Petugas mengawasi pipa gas PT Perusahaan Gas Negara Tbk. (PGN). Istimewa/PGN
Petugas mengawasi pipa gas PT Perusahaan Gas Negara Tbk. (PGN). Istimewa/PGN

Bisnis.com, JAKARTA - Rencana penaikan harga gas industri non-harga gas bumi tertentu (HGBT) per 1 Oktober 2023 oleh PT Perusahaan Gas Negara Tbk. (PGAS) atau PGN dinilai dapat memicu penurunan daya saing industri dan potensi inflasi karena kenaikan harga di masyarakat.

Ketua Bidang Industri Manufaktur Asosiasi Pengusaha Indonesia (Apindo) Bobby Gofur Umar mengatakan, penurunan daya saing industri tersebut dapat berdampak pada risiko pemutusan hubungan kerja (PHK).

”Kenaikan harga gas bumi bagi produksi akan berdampak secara makro.
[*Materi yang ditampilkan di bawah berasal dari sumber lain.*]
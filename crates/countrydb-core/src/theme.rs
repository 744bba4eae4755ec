// crates/countrydb-core/src/theme.rs

//! Design tokens for the light and dark appearance.
//!
//! The active token set is a pure function of [`ThemeMode`]: call [`tokens`]
//! and pass the result down to whatever renders. There is no global theme.
//!
//! ```
//! use countrydb_core::theme::{tokens, ThemeMode};
//!
//! let dark = tokens(ThemeMode::Dark);
//! assert_eq!(dark.background, "#0f172a");
//! assert_eq!(tokens(ThemeMode::Dark.toggle()).background, "#ffffff");
//! ```

use crate::error::CountryDbError;
use serde::{Deserialize, Serialize};
use std::fmt;
use std::str::FromStr;

/// Light or dark appearance.
#[derive(Debug, Clone, Copy, Default, PartialEq, Eq, Hash, Serialize, Deserialize)]
#[serde(rename_all = "lowercase")]
pub enum ThemeMode {
    #[default]
    Light,
    Dark,
}

impl ThemeMode {
    pub fn toggle(self) -> Self {
        match self {
            ThemeMode::Light => ThemeMode::Dark,
            ThemeMode::Dark => ThemeMode::Light,
        }
    }

    pub fn is_dark(self) -> bool {
        self == ThemeMode::Dark
    }

    pub fn as_str(self) -> &'static str {
        match self {
            ThemeMode::Light => "light",
            ThemeMode::Dark => "dark",
        }
    }
}

impl fmt::Display for ThemeMode {
    fn fmt(&self, f: &mut fmt::Formatter<'_>) -> fmt::Result {
        f.write_str(self.as_str())
    }
}

impl FromStr for ThemeMode {
    type Err = CountryDbError;

    fn from_str(s: &str) -> Result<Self, Self::Err> {
        match s.trim().to_ascii_lowercase().as_str() {
            "light" => Ok(ThemeMode::Light),
            "dark" => Ok(ThemeMode::Dark),
            other => Err(CountryDbError::Config(format!(
                "unknown theme '{other}' (expected 'light' or 'dark')"
            ))),
        }
    }
}

/// Text colors, strongest first.
#[derive(Debug, Clone, Copy, PartialEq, Eq, Serialize)]
pub struct TextTokens {
    pub primary: &'static str,
    pub secondary: &'static str,
    pub tertiary: &'static str,
}

#[derive(Debug, Clone, Copy, PartialEq, Eq, Serialize)]
pub struct InputTokens {
    pub background: &'static str,
    pub border: &'static str,
    pub text: &'static str,
}

/// Colors that change with the theme mode.
#[derive(Debug, Clone, Copy, PartialEq, Eq, Serialize)]
pub struct ThemeTokens {
    pub background: &'static str,
    pub surface: &'static str,
    pub text: TextTokens,
    pub border: &'static str,
    pub card: &'static str,
    pub input: InputTokens,
}

pub const LIGHT: ThemeTokens = ThemeTokens {
    background: "#ffffff",
    surface: "#f8fafc",
    text: TextTokens {
        primary: "#1f2937",
        secondary: "#6b7280",
        tertiary: "#9ca3af",
    },
    border: "#e5e7eb",
    card: "#ffffff",
    input: InputTokens {
        background: "#f9fafb",
        border: "#d1d5db",
        text: "#374151",
    },
};

pub const DARK: ThemeTokens = ThemeTokens {
    background: "#0f172a",
    surface: "#1e293b",
    text: TextTokens {
        primary: "#f8fafc",
        secondary: "#cbd5e1",
        tertiary: "#94a3b8",
    },
    border: "#334155",
    card: "#1e293b",
    input: InputTokens {
        background: "#334155",
        border: "#475569",
        text: "#e2e8f0",
    },
};

/// Token set for `mode`.
#[inline]
pub fn tokens(mode: ThemeMode) -> &'static ThemeTokens {
    match mode {
        ThemeMode::Light => &LIGHT,
        ThemeMode::Dark => &DARK,
    }
}

/// A ten-step color ramp (50, 100, 200, ..., 900), the same in both modes.
#[derive(Debug, Clone, Copy, PartialEq, Eq)]
pub struct ColorScale(pub [&'static str; 10]);

const STEPS: [u16; 10] = [50, 100, 200, 300, 400, 500, 600, 700, 800, 900];

impl ColorScale {
    /// Color for a shade step; `None` for steps outside the ramp.
    pub fn shade(&self, step: u16) -> Option<&'static str> {
        STEPS.iter().position(|s| *s == step).map(|i| self.0[i])
    }
}

pub const PRIMARY: ColorScale = ColorScale([
    "#f0f9ff", "#e0f2fe", "#bae6fd", "#7dd3fc", "#38bdf8", "#0ea5e9", "#0284c7", "#0369a1",
    "#075985", "#0c4a6e",
]);

pub const SECONDARY: ColorScale = ColorScale([
    "#fafafa", "#f4f4f5", "#e4e4e7", "#d4d4d8", "#a1a1aa", "#71717a", "#52525b", "#3f3f46",
    "#27272a", "#18181b",
]);

pub const SUCCESS: ColorScale = ColorScale([
    "#f0fdf4", "#dcfce7", "#bbf7d0", "#86efac", "#4ade80", "#22c55e", "#16a34a", "#15803d",
    "#166534", "#14532d",
]);

pub const WARNING: ColorScale = ColorScale([
    "#fffbeb", "#fef3c7", "#fde68a", "#fcd34d", "#fbbf24", "#f59e0b", "#d97706", "#b45309",
    "#92400e", "#78350f",
]);

pub const ERROR: ColorScale = ColorScale([
    "#fef2f2", "#fee2e2", "#fecaca", "#fca5a5", "#f87171", "#ef4444", "#dc2626", "#b91c1c",
    "#991b1b", "#7f1d1d",
]);

/// Spacing scale in density-independent pixels.
pub struct Spacing;

impl Spacing {
    pub const XS: u16 = 4;
    pub const SM: u16 = 8;
    pub const MD: u16 = 16;
    pub const LG: u16 = 24;
    pub const XL: u16 = 32;
    pub const XXL: u16 = 48;
}

/// Corner radii in density-independent pixels.
pub struct Radius;

impl Radius {
    pub const SM: u16 = 8;
    pub const MD: u16 = 12;
    pub const LG: u16 = 16;
    pub const XL: u16 = 20;
    pub const XXL: u16 = 24;
    /// Pill shape.
    pub const FULL: u16 = 999;
}

#[cfg(test)]
mod tests {
    use super::*;

    #[test]
    fn toggle_flips_mode() {
        assert_eq!(ThemeMode::Light.toggle(), ThemeMode::Dark);
        assert_eq!(ThemeMode::Dark.toggle().toggle(), ThemeMode::Dark);
        assert!(ThemeMode::Dark.is_dark());
    }

    #[test]
    fn lookup_is_keyed_by_mode() {
        assert_eq!(tokens(ThemeMode::Light), &LIGHT);
        assert_eq!(tokens(ThemeMode::Dark).input.background, "#334155");
        assert_ne!(tokens(ThemeMode::Light), tokens(ThemeMode::Dark));
    }

    #[test]
    fn parses_mode_names() {
        assert_eq!("Dark".parse::<ThemeMode>().unwrap(), ThemeMode::Dark);
        assert_eq!(" light ".parse::<ThemeMode>().unwrap(), ThemeMode::Light);
        assert!(matches!(
            "sepia".parse::<ThemeMode>(),
            Err(CountryDbError::Config(_))
        ));
        assert_eq!(ThemeMode::Dark.to_string(), "dark");
    }

    #[test]
    fn color_scale_steps() {
        assert_eq!(PRIMARY.shade(500), Some("#0ea5e9"));
        assert_eq!(ERROR.shade(50), Some("#fef2f2"));
        assert_eq!(SUCCESS.shade(900), Some("#14532d"));
        assert_eq!(WARNING.shade(550), None);
    }
}
// crates/countrydb-core/src/loader/common_io.rs
use crate::error::{CountryDbError, Result};
use std::fs::File;
use std::io::{self, BufReader, Read};
use std::path::Path;

#[cfg(feature = "compact")]
use flate2::read::GzDecoder;

/// True when the file name says the payload is gzip-compressed.
pub fn is_gzip(path: &Path) -> bool {
    path.extension()
        .is_some_and(|ext| ext.eq_ignore_ascii_case("gz"))
}

/// Opens a dataset file, buffers it and unwraps gzip when the name ends in `.gz`.
///
/// Returns a generic reader so the parser does not care about compression.
pub fn open_stream(path: &Path) -> Result<Box<dyn Read>> {
    let file = File::open(path).map_err(|e| match e.kind() {
        io::ErrorKind::NotFound => {
            CountryDbError::NotFound(format!("Dataset not found at {}: {}", path.display(), e))
        }
        _ => CountryDbError::Io(e),
    })?;

    let reader = BufReader::new(file);

    if is_gzip(path) {
        #[cfg(feature = "compact")]
        {
            return Ok(Box::new(GzDecoder::new(reader)));
        }

        #[cfg(not(feature = "compact"))]
        {
            return Err(CountryDbError::InvalidData(format!(
                "{} is gzip-compressed; enable the `compact` feature",
                path.display()
            )));
        }
    }

    Ok(Box::new(reader))
}
// crates/countrydb-core/src/traits.rs
use crate::common::DbStats;
use crate::model::{CountryDb, CountryRecord};
use crate::search::SearchState;

/// Read-only queries over a loaded country dataset.
///
/// Implemented by [`CountryDb`]. Lookups by code are ASCII case-insensitive;
/// [`CountrySearch::filter`] follows the filter engine rules in
/// [`crate::search`].
pub trait CountrySearch {
    /// All records, in dataset order.
    fn countries(&self) -> &[CountryRecord];

    fn stats(&self) -> DbStats;

    /// Find a country by ISO2 code, case-insensitive (e.g. "FR", "jp").
    fn find_country_by_iso2(&self, iso2: &str) -> Option<&CountryRecord> {
        self.countries()
            .iter()
            .find(|c| !c.iso2().is_empty() && c.iso2().eq_ignore_ascii_case(iso2))
    }

    /// Find a country by ISO3 code, case-insensitive (e.g. "FRA", "jpn").
    fn find_country_by_iso3(&self, iso3: &str) -> Option<&CountryRecord> {
        self.countries()
            .iter()
            .find(|c| !c.iso3().is_empty() && c.iso3().eq_ignore_ascii_case(iso3))
    }

    /// Find a country by code, trying ISO2 first and then ISO3.
    ///
    /// Examples:
    /// - "FR"  → matches ISO2
    /// - "fra" → matches ISO3 (case-insensitive)
    /// - " jp " → trimmed, matches ISO2
    fn find_country_by_code(&self, code: &str) -> Option<&CountryRecord> {
        let code = code.trim();
        if code.is_empty() {
            return None;
        }
        self.find_country_by_iso2(code)
            .or_else(|| self.find_country_by_iso3(code))
    }

    fn filter(&self, search: &SearchState) -> Vec<&CountryRecord>;
}

impl CountrySearch for CountryDb {
    fn countries(&self) -> &[CountryRecord] {
        CountryDb::countries(self)
    }

    fn stats(&self) -> DbStats {
        DbStats {
            countries: self.len(),
            regions: self.regions().len(),
        }
    }

    fn filter(&self, search: &SearchState) -> Vec<&CountryRecord> {
        CountryDb::filter(self, search)
    }
}
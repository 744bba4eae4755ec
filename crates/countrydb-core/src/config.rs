// crates/countrydb-core/src/config.rs

//! Runtime configuration.
//!
//! The host hands us a flat string map (from its own settings, or from the
//! environment via [`Config::from_env`]); unknown keys are ignored.
//!
//! | key           | env var                  | meaning                          |
//! |---------------|--------------------------|----------------------------------|
//! | `data_path`   | `COUNTRYDB_DATA_PATH`    | dataset file instead of bundled  |
//! | `theme`       | `COUNTRYDB_THEME`        | initial theme, `light` or `dark` |
//! | `trace_level` | `COUNTRYDB_TRACE_LEVEL`  | log filter, default `info`       |

use crate::error::Result;
use crate::theme::ThemeMode;
use std::collections::BTreeMap;
use std::path::PathBuf;

const ENV_KEYS: [(&str, &str); 3] = [
    ("COUNTRYDB_DATA_PATH", "data_path"),
    ("COUNTRYDB_THEME", "theme"),
    ("COUNTRYDB_TRACE_LEVEL", "trace_level"),
];

#[derive(Debug, Clone, Default, PartialEq, Eq)]
pub struct Config {
    /// Dataset file to load instead of the bundled one.
    pub data_path: Option<PathBuf>,
    /// Theme the app starts in.
    pub theme: ThemeMode,
    /// `tracing` filter directive (e.g. `"debug"`, `"countrydb_core=trace"`).
    /// Kept verbatim; the host that installs the subscriber parses it.
    pub trace_level: Option<String>,
}

impl Config {
    /// Parses configuration from a string map.
    ///
    /// Empty values count as unset. An unknown theme name is an error.
    ///
    /// ```
    /// use std::collections::BTreeMap;
    /// use countrydb_core::config::Config;
    /// use countrydb_core::theme::ThemeMode;
    ///
    /// let mut map = BTreeMap::new();
    /// map.insert("theme".to_string(), "dark".to_string());
    /// let config = Config::from_map(&map).unwrap();
    /// assert_eq!(config.theme, ThemeMode::Dark);
    /// assert!(config.data_path.is_none());
    /// ```
    pub fn from_map(map: &BTreeMap<String, String>) -> Result<Self> {
        let get = |key: &str| {
            map.get(key)
                .map(|v| v.trim())
                .filter(|v| !v.is_empty())
        };

        let theme = match get("theme") {
            Some(name) => name.parse()?,
            None => ThemeMode::default(),
        };

        Ok(Self {
            data_path: get("data_path").map(PathBuf::from),
            theme,
            trace_level: get("trace_level").map(String::from),
        })
    }

    /// Reads `COUNTRYDB_*` environment variables.
    pub fn from_env() -> Result<Self> {
        let map = ENV_KEYS
            .iter()
            .filter_map(|(var, key)| std::env::var(var).ok().map(|v| (key.to_string(), v)))
            .collect();
        Self::from_map(&map)
    }

    /// The log filter directive, falling back to `"info"`.
    pub fn trace_directive(&self) -> &str {
        self.trace_level.as_deref().unwrap_or("info")
    }
}
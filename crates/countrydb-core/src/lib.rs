// crates/countrydb-core/src/lib.rs

//! # countrydb-core
//!
//! A small, bundled country dataset with a pure filter engine on top.
//!
//! - [`CountryDb::load`] parses the bundled dataset once per process and
//!   reports a broken dataset as an error.
//! - [`CountryDb::filter`] / [`search::filter_countries`] keep the records
//!   whose search corpus contains the query (case-insensitive) and whose
//!   region equals the region filter (case-sensitive), in dataset order.
//! - [`state::AppState`] and [`theme`] carry the UI-facing state: theme mode,
//!   search input, load outcome.
//!
//! ```
//! use countrydb_core::prelude::*;
//!
//! let db = CountryDb::load()?;
//! let europe = db.filter(&SearchState::new("", "Europe"));
//! assert!(europe.iter().all(|c| c.region() == "Europe"));
//! # Ok::<(), CountryDbError>(())
//! ```
#![cfg_attr(docsrs, feature(doc_cfg))]

pub mod common;
pub mod config;
pub mod error;
#[cfg(feature = "json")]
pub mod loader;
pub mod model;
pub mod prelude;
pub mod search;
pub mod state;
pub mod theme;
pub mod traits;

// Re-exports
pub use crate::common::DbStats;
pub use crate::config::Config;
pub use crate::error::{CountryDbError, Result};
pub use crate::model::{CountryDb, CountryRecord};
pub use crate::search::{filter_countries, SearchState};
pub use crate::theme::ThemeMode;
pub use crate::traits::CountrySearch;
//! Error handling example for countrydb-rs
//!
//! Shows how load failures surface as errors (and as a failed listing)
//! instead of looking like an empty search result.

use countrydb_core::prelude::*;
use tracing_subscriber::EnvFilter;

fn main() -> Result<()> {
    let config = Config::from_env()?;
    let (filter, bad_directive) = match EnvFilter::try_new(config.trace_directive()) {
        Ok(filter) => (filter, None),
        Err(e) => (EnvFilter::new("info"), Some(e)),
    };
    tracing_subscriber::fmt().with_env_filter(filter).init();
    if let Some(e) = bad_directive {
        tracing::warn!(
            directive = config.trace_directive(),
            error = %e,
            "invalid trace level, using info"
        );
    }

    println!("=== countrydb-rs Error Handling ===\n");

    // Example 1: loading the bundled dataset
    println!("--- Example 1: bundled dataset ---");
    match CountryDb::load() {
        Ok(db) => tracing::info!(countries = db.len(), "bundled dataset ready"),
        Err(e) => {
            tracing::error!(error = %e, "bundled dataset failed to load");
            return Err(e);
        }
    }
    println!();

    // Example 2: a missing dataset file
    println!("--- Example 2: missing file ---");
    match CountryDb::load_from_path("/does/not/exist/countries.json") {
        Ok(db) => println!("  unexpectedly loaded {} countries", db.len()),
        Err(e) => println!("  error: {e} (malformed: {})", e.is_malformed()),
    }
    println!();

    // Example 3: malformed JSON
    println!("--- Example 3: malformed dataset ---");
    for payload in [r#"{"name": "France"}"#, r#"[{"name": "France""#, r#"[{"name": ""}]"#] {
        match CountryDb::from_json_str(payload) {
            Ok(db) => println!("  parsed {} countries", db.len()),
            Err(e) => println!("  error: {e}"),
        }
    }
    println!();

    // Example 4: what the list screen shows for each outcome
    println!("--- Example 4: listing states ---");
    let failed = AppState::from_load_result(
        CountryDb::load_from_path("/does/not/exist/countries.json"),
        &config,
    );
    println!("  after failed load: {:?}", failed.listing());

    let mut ok = AppState::boot(&config);
    ok.dispatch(Action::SetQuery("zz".into()));
    println!("  no matches:        {:?}", ok.listing());

    // Example 5: unknown codes are not errors
    println!("\n--- Example 5: unknown codes ---");
    let db = CountryDb::load()?;
    for code in ["XX", "", "ABCD", "fra"] {
        match db.find_country_by_code(code) {
            Some(c) => println!("  {code:?}: {}", c.name()),
            None => println!("  {code:?}: not found"),
        }
    }

    Ok(())
}
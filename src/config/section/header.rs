//! Header navigation bar entries (`headerLinks`).

use serde::{Deserialize, Deserializer, Serialize, Serializer};
use serde_json::{Map, Value};

use crate::config::raw::{self, RawObject};
use crate::config::types::{ConfigDiagnostics, ErrorKind, FieldPath};

/// The three mutually exclusive discriminant keys of a link entry.
const LINK_KEYS: [&str; 3] = ["doc", "href", "search"];

/// One entry in the header navigation bar.
///
/// Entries render left to right in declaration order. The raw shapes are
/// mutually exclusive: `{doc, label}`, `{href, label}`, `{search: true}`.
#[derive(Debug, Clone, PartialEq, Eq, Serialize, Deserialize)]
#[serde(untagged)]
pub enum NavLink {
    /// Link to an internal documentation page.
    Doc { doc: String, label: String },
    /// Link to an external or computed URL.
    External { href: String, label: String },
    /// The search box slot; not a link. At most one per site,
    /// conventionally rendered last.
    Search { search: SearchSlot },
}

/// Discriminant of the search slot entry.
///
/// Carries no state; the raw form is the literal `true` (`{"search": true}`),
/// and nothing else round-trips, so a [`NavLink::Search`] cannot hold a
/// disabled slot.
#[derive(Debug, Clone, Copy, PartialEq, Eq)]
pub struct SearchSlot;

impl Serialize for SearchSlot {
    fn serialize<S: Serializer>(&self, serializer: S) -> Result<S::Ok, S::Error> {
        serializer.serialize_bool(true)
    }
}

impl<'de> Deserialize<'de> for SearchSlot {
    fn deserialize<D: Deserializer<'de>>(deserializer: D) -> Result<Self, D::Error> {
        if bool::deserialize(deserializer)? {
            Ok(Self)
        } else {
            Err(serde::de::Error::custom("expected `true`"))
        }
    }
}

impl NavLink {
    /// The canonical search slot value.
    pub const fn search_slot() -> Self {
        Self::Search { search: SearchSlot }
    }

    /// Display label; `None` for the search slot.
    pub fn label(&self) -> Option<&str> {
        match self {
            Self::Doc { label, .. } | Self::External { label, .. } => Some(label),
            Self::Search { .. } => None,
        }
    }

    pub const fn is_search(&self) -> bool {
        matches!(self, Self::Search { .. })
    }
}

/// Parse and validate the `headerLinks` list.
///
/// Malformed entries are dropped after recording their errors, so one pass
/// reports every problem; well-formed entries keep their relative order.
pub(crate) fn parse_header_links(
    items: &[Value],
    path: &FieldPath,
    diag: &mut ConfigDiagnostics,
) -> Vec<NavLink> {
    let mut links = Vec::with_capacity(items.len());
    let mut search_seen = false;

    for (i, item) in items.iter().enumerate() {
        let entry_path = path.index(i);
        let Value::Object(map) = item else {
            diag.error(
                entry_path,
                ErrorKind::TypeMismatch,
                format!("expected object, got {}", raw::type_name(item)),
            );
            continue;
        };
        if let Some(link) = parse_entry(map, entry_path, &mut search_seen, diag) {
            links.push(link);
        }
    }

    links
}

/// Parse one link entry, matching it against exactly one variant shape.
fn parse_entry(
    map: &Map<String, Value>,
    entry_path: FieldPath,
    search_seen: &mut bool,
    diag: &mut ConfigDiagnostics,
) -> Option<NavLink> {
    let present: Vec<&str> = LINK_KEYS
        .into_iter()
        .filter(|key| map.contains_key(*key))
        .collect();

    match present.as_slice() {
        [] => {
            diag.error_with_hint(
                entry_path,
                ErrorKind::AmbiguousVariant,
                "entry matches no link shape",
                "declare exactly one of `doc`, `href`, or `search`",
            );
            None
        }
        ["doc"] => {
            let entry = RawObject::nested(map, entry_path);
            let doc = entry.require_str("doc", diag);
            let label = entry.require_str("label", diag);
            Some(NavLink::Doc {
                doc: doc?,
                label: label?,
            })
        }
        ["href"] => {
            let entry = RawObject::nested(map, entry_path);
            let href = entry.require_str("href", diag);
            let label = entry.require_str("label", diag);
            Some(NavLink::External {
                href: href?,
                label: label?,
            })
        }
        ["search"] => parse_search_slot(map, entry_path, search_seen, diag),
        keys => {
            diag.error(
                entry_path,
                ErrorKind::AmbiguousVariant,
                format!("entry matches multiple link shapes ({})", keys.join(", ")),
            );
            None
        }
    }
}

fn parse_search_slot(
    map: &Map<String, Value>,
    entry_path: FieldPath,
    search_seen: &mut bool,
    diag: &mut ConfigDiagnostics,
) -> Option<NavLink> {
    match map.get("search") {
        Some(Value::Bool(true)) => {
            if *search_seen {
                diag.error(
                    entry_path,
                    ErrorKind::DuplicateSlot,
                    "only one search slot is allowed in headerLinks",
                );
                return None;
            }
            *search_seen = true;
            Some(NavLink::search_slot())
        }
        Some(other) => {
            diag.error(
                entry_path.child("search"),
                ErrorKind::TypeMismatch,
                format!("expected `true`, got {}", raw::type_name(other)),
            );
            None
        }
        // Unreachable: the caller only dispatches here when `search` is present
        None => None,
    }
}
Pertama, akan mengurangi atau memotong produksi hingga 30 persen dari total produksi gas Indonesia," kata Bobby melalui siaran pers, Senin (4/9/2023).

Kedua, Bobby menilai naiknya harga gas industri non-HGBT ini dapat mengurangi daya beli industri dan pengurangan tenaga kerja. Ketiga, terdapat risiko penurunan ekspor Indonesia dan berkurangnya market share di pasar global. 

Keempat, iklim investasi akan merosot karena Indonesia kalah bersaing dengan negara lain. Kelima, kenaikan harga gas bumi pada akhirnya berpotensi menyebabkan inflasi yang mesti dihindari. 

"Dampak kenaikan harga gas telah dirasakan sejumlah sektor industri," imbuhnya.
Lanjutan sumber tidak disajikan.